The glider is cuter, but i do admire mel for putting up with you:shock:. 
Plus you don't need a big head by knowing everyone thinks your missus is a bit of alright.


----------



## Helikaon (Aug 12, 2008)

i dotn know the squirrel is pretty cute


----------



## Pythonking (Aug 12, 2008)

Glider


----------



## mckellar007 (Aug 12, 2008)

the glider, those eyes always get me!! adorable little things!!


----------



## Jonno from ERD (Aug 12, 2008)

zoocam said:


> how come your not in the photo jonno. i would vote for you
> but hmmm i guess the little glider wins my vote for now. it has beautiful big eyes


 
What's the saying...one bad apple spoils the lot? 

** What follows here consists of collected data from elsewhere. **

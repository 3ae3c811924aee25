//! World container for entities
//!
//! Entities live in a slot map and form a forest through parent/child
//! links. The world optionally owns the physics simulation and copies body
//! poses onto the entities that follow them.

use slotmap::{new_key_type, SlotMap};

use drivescape_physics::{PhysicsConfig, PhysicsWorld};

use crate::{Entity, Transform3D};

new_key_type! {
    /// Generational key to an entity in the world
    pub struct EntityKey;
}

/// The city scene: entities plus optional physics
pub struct World {
    entities: SlotMap<EntityKey, Entity>,
    physics_world: Option<PhysicsWorld>,
}

impl Default for World {
    fn default() -> Self {
        Self::new()
    }
}

impl World {
    pub fn new() -> Self {
        Self {
            entities: SlotMap::with_key(),
            physics_world: None,
        }
    }

    /// Enable physics for this world
    pub fn with_physics(mut self, config: PhysicsConfig) -> Self {
        self.physics_world = Some(PhysicsWorld::with_config(config));
        self
    }

    pub fn physics(&self) -> Option<&PhysicsWorld> {
        self.physics_world.as_ref()
    }

    pub fn physics_mut(&mut self) -> Option<&mut PhysicsWorld> {
        self.physics_world.as_mut()
    }

    /// Add a root entity
    pub fn add_entity(&mut self, entity: Entity) -> EntityKey {
        self.entities.insert(entity)
    }

    /// Add `entity` under `parent`; `None` if the parent is gone
    pub fn add_child(&mut self, parent: EntityKey, mut entity: Entity) -> Option<EntityKey> {
        if !self.entities.contains_key(parent) {
            return None;
        }
        entity.parent = Some(parent);
        let key = self.entities.insert(entity);
        self.entities[parent].children.push(key);
        Some(key)
    }

    /// Remove an entity, its subtree and their physics bodies
    pub fn remove_entity(&mut self, key: EntityKey) -> Option<Entity> {
        let parent = self.entities.get(key)?.parent;
        if let Some(parent) = parent.and_then(|p| self.entities.get_mut(p)) {
            parent.children.retain(|&c| c != key);
        }

        for descendant in self.descendants(key) {
            if let Some(child) = self.entities.remove(descendant) {
                self.remove_body_of(&child);
            }
        }
        let entity = self.entities.remove(key)?;
        self.remove_body_of(&entity);
        Some(entity)
    }

    fn remove_body_of(&mut self, entity: &Entity) {
        if let (Some(body), Some(physics)) = (entity.physics_body, self.physics_world.as_mut()) {
            physics.remove_body(body);
        }
    }

    pub fn get_entity(&self, key: EntityKey) -> Option<&Entity> {
        self.entities.get(key)
    }

    pub fn get_entity_mut(&mut self, key: EntityKey) -> Option<&mut Entity> {
        self.entities.get_mut(key)
    }

    pub fn contains(&self, key: EntityKey) -> bool {
        self.entities.contains_key(key)
    }

    pub fn children(&self, key: EntityKey) -> &[EntityKey] {
        self.entities.get(key).map(|e| e.children()).unwrap_or(&[])
    }

    /// All entities below `key`, depth first, excluding `key` itself
    pub fn descendants(&self, key: EntityKey) -> Vec<EntityKey> {
        let mut out = Vec::new();
        let mut stack: Vec<EntityKey> = self.children(key).iter().rev().copied().collect();
        while let Some(next) = stack.pop() {
            out.push(next);
            stack.extend(self.children(next).iter().rev().copied());
        }
        out
    }

    /// First entity with this name, in insertion order
    pub fn find_by_name(&self, name: &str) -> Option<EntityKey> {
        self.entities
            .iter()
            .find(|(_, e)| e.name() == Some(name))
            .map(|(k, _)| k)
    }

    /// First descendant of `root` (depth first) with this name
    pub fn find_descendant_by_name(&self, root: EntityKey, name: &str) -> Option<EntityKey> {
        self.descendants(root)
            .into_iter()
            .find(|&k| self.entities[k].name() == Some(name))
    }

    /// Transform of `key` in world space, composed through its ancestors
    pub fn world_transform(&self, key: EntityKey) -> Option<Transform3D> {
        let entity = self.entities.get(key)?;
        let local = *entity.transform();
        match entity.parent {
            Some(parent) => self.world_transform(parent).map(|p| p.compose(&local)),
            None => Some(local),
        }
    }

    pub fn entity_count(&self) -> usize {
        self.entities.len()
    }

    pub fn is_empty(&self) -> bool {
        self.entities.is_empty()
    }

    /// Step physics and copy body poses onto the entities that follow them
    pub fn update(&mut self, dt: f32) {
        let Some(physics) = self.physics_world.as_mut() else {
            return;
        };
        physics.step(dt);

        for (_key, entity) in &mut self.entities {
            let Some(body) = entity.physics_body.and_then(|b| physics.get_body(b)) else {
                continue;
            };
            if body.is_static() {
                continue;
            }
            let (position, rotation) = (body.position, body.orientation.to_euler());
            let transform = entity.transform_mut();
            transform.position = position;
            transform.rotation = rotation;
        }
    }

    pub fn clear(&mut self) {
        self.entities.clear();
    }

    pub fn iter(&self) -> impl Iterator<Item = &Entity> {
        self.entities.values()
    }

    pub fn iter_with_keys(&self) -> impl Iterator<Item = (EntityKey, &Entity)> {
        self.entities.iter()
    }

    pub fn dirty_entities(&self) -> impl Iterator<Item = (EntityKey, &Entity)> {
        self.entities.iter().filter(|(_, e)| e.is_dirty())
    }

    pub fn clear_all_dirty(&mut self) {
        for entity in self.entities.values_mut() {
            entity.clear_dirty();
        }
    }
}

#[cfg(test)]
mod tests {
    use super::*;
    use drivescape_math::Vec3;
    use drivescape_physics::RigidBody;

    #[test]
    fn test_add_and_get() {
        let mut world = World::new();
        let key = world.add_entity(Entity::new().with_name("road"));
        assert_eq!(world.entity_count(), 1);
        assert_eq!(world.get_entity(key).unwrap().name(), Some("road"));
        assert_eq!(world.find_by_name("road"), Some(key));
    }

    #[test]
    fn test_hierarchy_and_descendants_order() {
        let mut world = World::new();
        let root = world.add_entity(Entity::new().with_name("root"));
        let a = world.add_child(root, Entity::new().with_name("a")).unwrap();
        let b = world.add_child(a, Entity::new().with_name("b")).unwrap();
        let c = world.add_child(root, Entity::new().with_name("c")).unwrap();

        assert_eq!(world.descendants(root), vec![a, b, c]);
        assert_eq!(world.get_entity(b).unwrap().parent(), Some(a));
        assert_eq!(world.find_descendant_by_name(root, "c"), Some(c));
        assert_eq!(world.find_descendant_by_name(a, "c"), None);
    }

    #[test]
    fn test_add_child_to_missing_parent() {
        let mut world = World::new();
        let root = world.add_entity(Entity::new());
        world.remove_entity(root);
        assert!(world.add_child(root, Entity::new()).is_none());
    }

    #[test]
    fn test_remove_subtree_and_bodies() {
        let mut world = World::new().with_physics(PhysicsConfig::default());
        let body = world
            .physics_mut()
            .unwrap()
            .add_body(RigidBody::new_static_box(Vec3::ZERO, Vec3::ONE));
        let root = world.add_entity(Entity::new());
        let child = world.add_child(root, Entity::new().with_physics_body(body)).unwrap();

        world.remove_entity(root);
        assert!(!world.contains(child));
        assert_eq!(world.physics().unwrap().body_count(), 0);
        assert!(world.is_empty());
    }

    #[test]
    fn test_world_transform_composes_parents() {
        let mut world = World::new();
        let root = world.add_entity(Entity::new().with_transform(Transform3D::from_position(Vec3::new(-85.0, 0.0, 0.0))));
        let child = world
            .add_child(root, Entity::new().with_transform(Transform3D::from_position(Vec3::new(1.0, 2.0, 3.0))))
            .unwrap();
        let t = world.world_transform(child).unwrap();
        assert_eq!(t.position, Vec3::new(-84.0, 2.0, 3.0));
    }

    #[test]
    fn test_update_syncs_dynamic_bodies_only() {
        let mut world = World::new().with_physics(PhysicsConfig::new(-10.0));
        let physics = world.physics_mut().unwrap();
        let falling = physics.add_body(RigidBody::new_sphere(Vec3::new(0.0, 0.0, 10.0), 0.5));
        let fixed = physics.add_body(RigidBody::new_static_box(Vec3::new(5.0, 0.0, 0.0), Vec3::ONE));

        let a = world.add_entity(Entity::new().with_physics_body(falling));
        let b = world.add_entity(
            Entity::new()
                .with_transform(Transform3D::from_position(Vec3::new(7.0, 0.0, 0.0)))
                .with_physics_body(fixed),
        );

        world.update(0.1);
        assert!(world.get_entity(a).unwrap().transform().position.z < 10.0);
        assert_eq!(world.get_entity(b).unwrap().transform().position.x, 7.0);
    }

    #[test]
    fn test_dirty_tracking() {
        let mut world = World::new();
        let key = world.add_entity(Entity::new());
        assert_eq!(world.dirty_entities().count(), 1);
        world.clear_all_dirty();
        assert_eq!(world.dirty_entities().count(), 0);
        world.get_entity_mut(key).unwrap().set_visible(false);
        assert_eq!(world.dirty_entities().count(), 1);
    }
}
//! Input mapping from raw events to semantic actions
//!
//! Maps keyboard, wheel and click input to high-level actions like Interact, Cancel, etc.
//! Driving keys (WASD, arrows, Space) go directly to the VehicleController
//! unless a popup is open, in which case arrows and Space belong to the popup.

use winit::event::ElementState;
use winit::keyboard::KeyCode;

use crate::objects::carousel::{hit_test, PopupHit};
use crate::objects::ObjectInput;

/// Actions triggered by special input (not driving)
#[derive(Debug, Clone, Copy, PartialEq, Eq)]
pub enum InputAction {
    /// Toggle the popup of the button the vehicle stands on (Enter)
    Interact,
    /// Hide the open popup (Escape while a popup is open)
    Cancel,
    /// Exit application (Escape otherwise)
    Exit,
    /// Previous carousel card (Up/Left, wheel up)
    NavigatePrev,
    /// Next carousel card (Down/Right, wheel down)
    NavigateNext,
    /// Select the centre card (Space)
    Select,
    /// Click on a visible carousel card, 0 = top
    ClickCard(usize),
    /// Click on the dimmed area around the popup
    ClickBlocker,
    /// Launch the rocket (K key)
    LaunchRocket,
    /// Put the vehicle back at its spawn (R key)
    ResetVehicle,
    /// Toggle fullscreen mode (F key)
    ToggleFullscreen,
    /// Toggle collider helpers (C key)
    ToggleColliders,
}

impl InputAction {
    /// What world objects receive for this action; `None` for app-level actions
    pub fn object_input(self) -> Option<ObjectInput> {
        match self {
            InputAction::Interact => Some(ObjectInput::Interact),
            InputAction::Cancel => Some(ObjectInput::Cancel),
            InputAction::NavigatePrev => Some(ObjectInput::Prev),
            InputAction::NavigateNext => Some(ObjectInput::Next),
            InputAction::Select => Some(ObjectInput::Select),
            InputAction::ClickCard(slot) => Some(ObjectInput::CardClicked(slot)),
            InputAction::ClickBlocker => Some(ObjectInput::BlockerClicked),
            InputAction::LaunchRocket => Some(ObjectInput::Launch),
            InputAction::Exit
            | InputAction::ResetVehicle
            | InputAction::ToggleFullscreen
            | InputAction::ToggleColliders => None,
        }
    }
}

/// Maps raw input events to semantic actions
pub struct InputMapper;

impl InputMapper {
    /// Map keyboard input to an action
    ///
    /// Returns `None` for driving keys while no popup is open
    pub fn map_keyboard(key: KeyCode, state: ElementState, popup_open: bool) -> Option<InputAction> {
        // Only handle key presses, not releases
        if state != ElementState::Pressed {
            return None;
        }

        match key {
            KeyCode::Enter | KeyCode::NumpadEnter => Some(InputAction::Interact),
            KeyCode::Escape => {
                if popup_open {
                    Some(InputAction::Cancel)
                } else {
                    Some(InputAction::Exit)
                }
            }
            KeyCode::ArrowUp | KeyCode::ArrowLeft if popup_open => Some(InputAction::NavigatePrev),
            KeyCode::ArrowDown | KeyCode::ArrowRight if popup_open => Some(InputAction::NavigateNext),
            KeyCode::Space if popup_open => Some(InputAction::Select),
            KeyCode::KeyK => Some(InputAction::LaunchRocket),
            KeyCode::KeyR => Some(InputAction::ResetVehicle),
            KeyCode::KeyF => Some(InputAction::ToggleFullscreen),
            KeyCode::KeyC => Some(InputAction::ToggleColliders),
            _ => None,
        }
    }

    /// Map a click at window position `(x, y)` onto the open popup
    ///
    /// The popup is centred in a `width` by `height` window. Clicks between
    /// cards do nothing.
    pub fn map_click(x: f32, y: f32, width: f32, height: f32, popup_open: bool) -> Option<InputAction> {
        if !popup_open {
            return None;
        }
        match hit_test(x - width / 2.0, y - height / 2.0) {
            PopupHit::Card(slot) => Some(InputAction::ClickCard(slot)),
            PopupHit::Blocker => Some(InputAction::ClickBlocker),
            PopupHit::Popup => None,
        }
    }

    /// Map a wheel delta (positive = scrolled down) to navigation
    pub fn map_wheel(delta_y: f32, popup_open: bool) -> Option<InputAction> {
        if !popup_open || delta_y == 0.0 {
            return None;
        }
        if delta_y < 0.0 {
            Some(InputAction::NavigatePrev)
        } else {
            Some(InputAction::NavigateNext)
        }
    }
}

#[cfg(test)]
mod tests {
    use super::*;

    #[test]
    fn test_escape_with_popup_cancels() {
        let action = InputMapper::map_keyboard(KeyCode::Escape, ElementState::Pressed, true);
        assert_eq!(action, Some(InputAction::Cancel));
    }

    #[test]
    fn test_escape_without_popup_exits() {
        let action = InputMapper::map_keyboard(KeyCode::Escape, ElementState::Pressed, false);
        assert_eq!(action, Some(InputAction::Exit));
    }

    #[test]
    fn test_driving_keys_not_mapped() {
        for key in [
            KeyCode::KeyW,
            KeyCode::KeyA,
            KeyCode::KeyS,
            KeyCode::KeyD,
            KeyCode::ArrowUp,
            KeyCode::ArrowRight,
            KeyCode::Space,
        ] {
            let action = InputMapper::map_keyboard(key, ElementState::Pressed, false);
            assert_eq!(action, None, "Key {:?} should not be mapped", key);
        }
    }

    #[test]
    fn test_arrows_navigate_open_popup() {
        let map = |key| InputMapper::map_keyboard(key, ElementState::Pressed, true);
        assert_eq!(map(KeyCode::ArrowUp), Some(InputAction::NavigatePrev));
        assert_eq!(map(KeyCode::ArrowLeft), Some(InputAction::NavigatePrev));
        assert_eq!(map(KeyCode::ArrowDown), Some(InputAction::NavigateNext));
        assert_eq!(map(KeyCode::ArrowRight), Some(InputAction::NavigateNext));
        assert_eq!(map(KeyCode::Space), Some(InputAction::Select));
    }

    #[test]
    fn test_key_release_ignored() {
        let action = InputMapper::map_keyboard(KeyCode::Enter, ElementState::Released, false);
        assert_eq!(action, None);
    }

    #[test]
    fn test_wheel_only_while_open() {
        assert_eq!(InputMapper::map_wheel(-1.0, true), Some(InputAction::NavigatePrev));
        assert_eq!(InputMapper::map_wheel(3.0, true), Some(InputAction::NavigateNext));
        assert_eq!(InputMapper::map_wheel(3.0, false), None);
        assert_eq!(InputMapper::map_wheel(0.0, true), None);
    }

    #[test]
    fn test_click_on_cards() {
        let click = |x, y| InputMapper::map_click(x, y, 1280.0, 720.0, true);
        assert_eq!(click(640.0, 360.0), Some(InputAction::ClickCard(1)));
        assert_eq!(click(640.0, 150.0), Some(InputAction::ClickCard(0)));
        assert_eq!(click(700.0, 570.0), Some(InputAction::ClickCard(2)));
        assert_eq!(click(900.0, 360.0), None);
    }

    #[test]
    fn test_click_outside_popup() {
        assert_eq!(
            InputMapper::map_click(20.0, 20.0, 1280.0, 720.0, true),
            Some(InputAction::ClickBlocker)
        );
        assert_eq!(InputMapper::map_click(640.0, 360.0, 1280.0, 720.0, false), None);
    }

    #[test]
    fn test_special_keys() {
        let map = |key| InputMapper::map_keyboard(key, ElementState::Pressed, false);
        assert_eq!(map(KeyCode::Enter), Some(InputAction::Interact));
        assert_eq!(map(KeyCode::KeyK), Some(InputAction::LaunchRocket));
        assert_eq!(map(KeyCode::KeyR), Some(InputAction::ResetVehicle));
        assert_eq!(map(KeyCode::KeyF), Some(InputAction::ToggleFullscreen));
        assert_eq!(map(KeyCode::KeyC), Some(InputAction::ToggleColliders));
    }

    #[test]
    fn test_object_inputs() {
        assert_eq!(InputAction::Interact.object_input(), Some(ObjectInput::Interact));
        assert_eq!(InputAction::NavigatePrev.object_input(), Some(ObjectInput::Prev));
        assert_eq!(InputAction::LaunchRocket.object_input(), Some(ObjectInput::Launch));
        assert_eq!(InputAction::ClickCard(2).object_input(), Some(ObjectInput::CardClicked(2)));
        assert_eq!(InputAction::ClickBlocker.object_input(), Some(ObjectInput::BlockerClicked));
        assert_eq!(InputAction::Exit.object_input(), None);
        assert_eq!(InputAction::ToggleColliders.object_input(), None);
    }
}
//! Asset error types

use std::fmt;
use std::io;

/// Error type for model and manifest loading
#[derive(Debug)]
pub enum AssetError {
    /// IO error (file not found, permission denied, etc.)
    Io(io::Error),
    /// Parse error (invalid RON, unexpected structure)
    Parse(String),
    /// Named resource or cache entry does not exist
    NotFound(String),
}

impl fmt::Display for AssetError {
    fn fmt(&self, f: &mut fmt::Formatter<'_>) -> fmt::Result {
        match self {
            AssetError::Io(err) => write!(f, "Asset IO error: {}", err),
            AssetError::Parse(msg) => write!(f, "Asset parse error: {}", msg),
            AssetError::NotFound(name) => write!(f, "Asset not found: {}", name),
        }
    }
}

impl std::error::Error for AssetError {
    fn source(&self) -> Option<&(dyn std::error::Error + 'static)> {
        match self {
            AssetError::Io(err) => Some(err),
            AssetError::Parse(_) | AssetError::NotFound(_) => None,
        }
    }
}

impl From<io::Error> for AssetError {
    fn from(err: io::Error) -> Self {
        AssetError::Io(err)
    }
}

impl From<ron::error::SpannedError> for AssetError {
    fn from(err: ron::error::SpannedError) -> Self {
        AssetError::Parse(err.to_string())
    }
}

And yeah, we keep several Gliders thanks to our Demonstrators Permit. We have both Sugars and Squirrels. It's not possible for any private person to own native mammals in Queensland, so please don't contact us asking for some.

Stu, I admire her for putting up with me too. Sometimes I'm a bit hard to handle but she knows my intentions are always pure!


----------



## gonff (Aug 12, 2008)

glider lol!

i want one now!!!


----------



## thepythonpit (Aug 12, 2008)

are you planning on breeding her ?
how much do the babys go for


----------



## smelly (Aug 12, 2008)

I have to say that Gizmo the glider is the cuter one......hes not much of a glider tho....more like a faller...he fell off the lounge tonight while trying to eat leftover milo from the bottom of a mug......it was a graceful fall tho...he clung onto the spoon for dear life!!!! Jonno nearly had a whoopsie in his pants from laughing so much.


----------



## missllama (Aug 12, 2008)

the glider lol


----------



## Jewly (Aug 12, 2008)

thepythonpit said:


> are you planning on breeding her ?
> how much do the babys go for


 

You are talking about the glider I assume..lol

I'd say the glider but that's just because I'm not into girls.


----------



## Jonno from ERD (Aug 12, 2008)

thepythonpit said:


> are you planning on breeding her ?
> how much do the babys go for



Haha the Glider is a boy. Apparently breeding with the non-glider is off the cards though!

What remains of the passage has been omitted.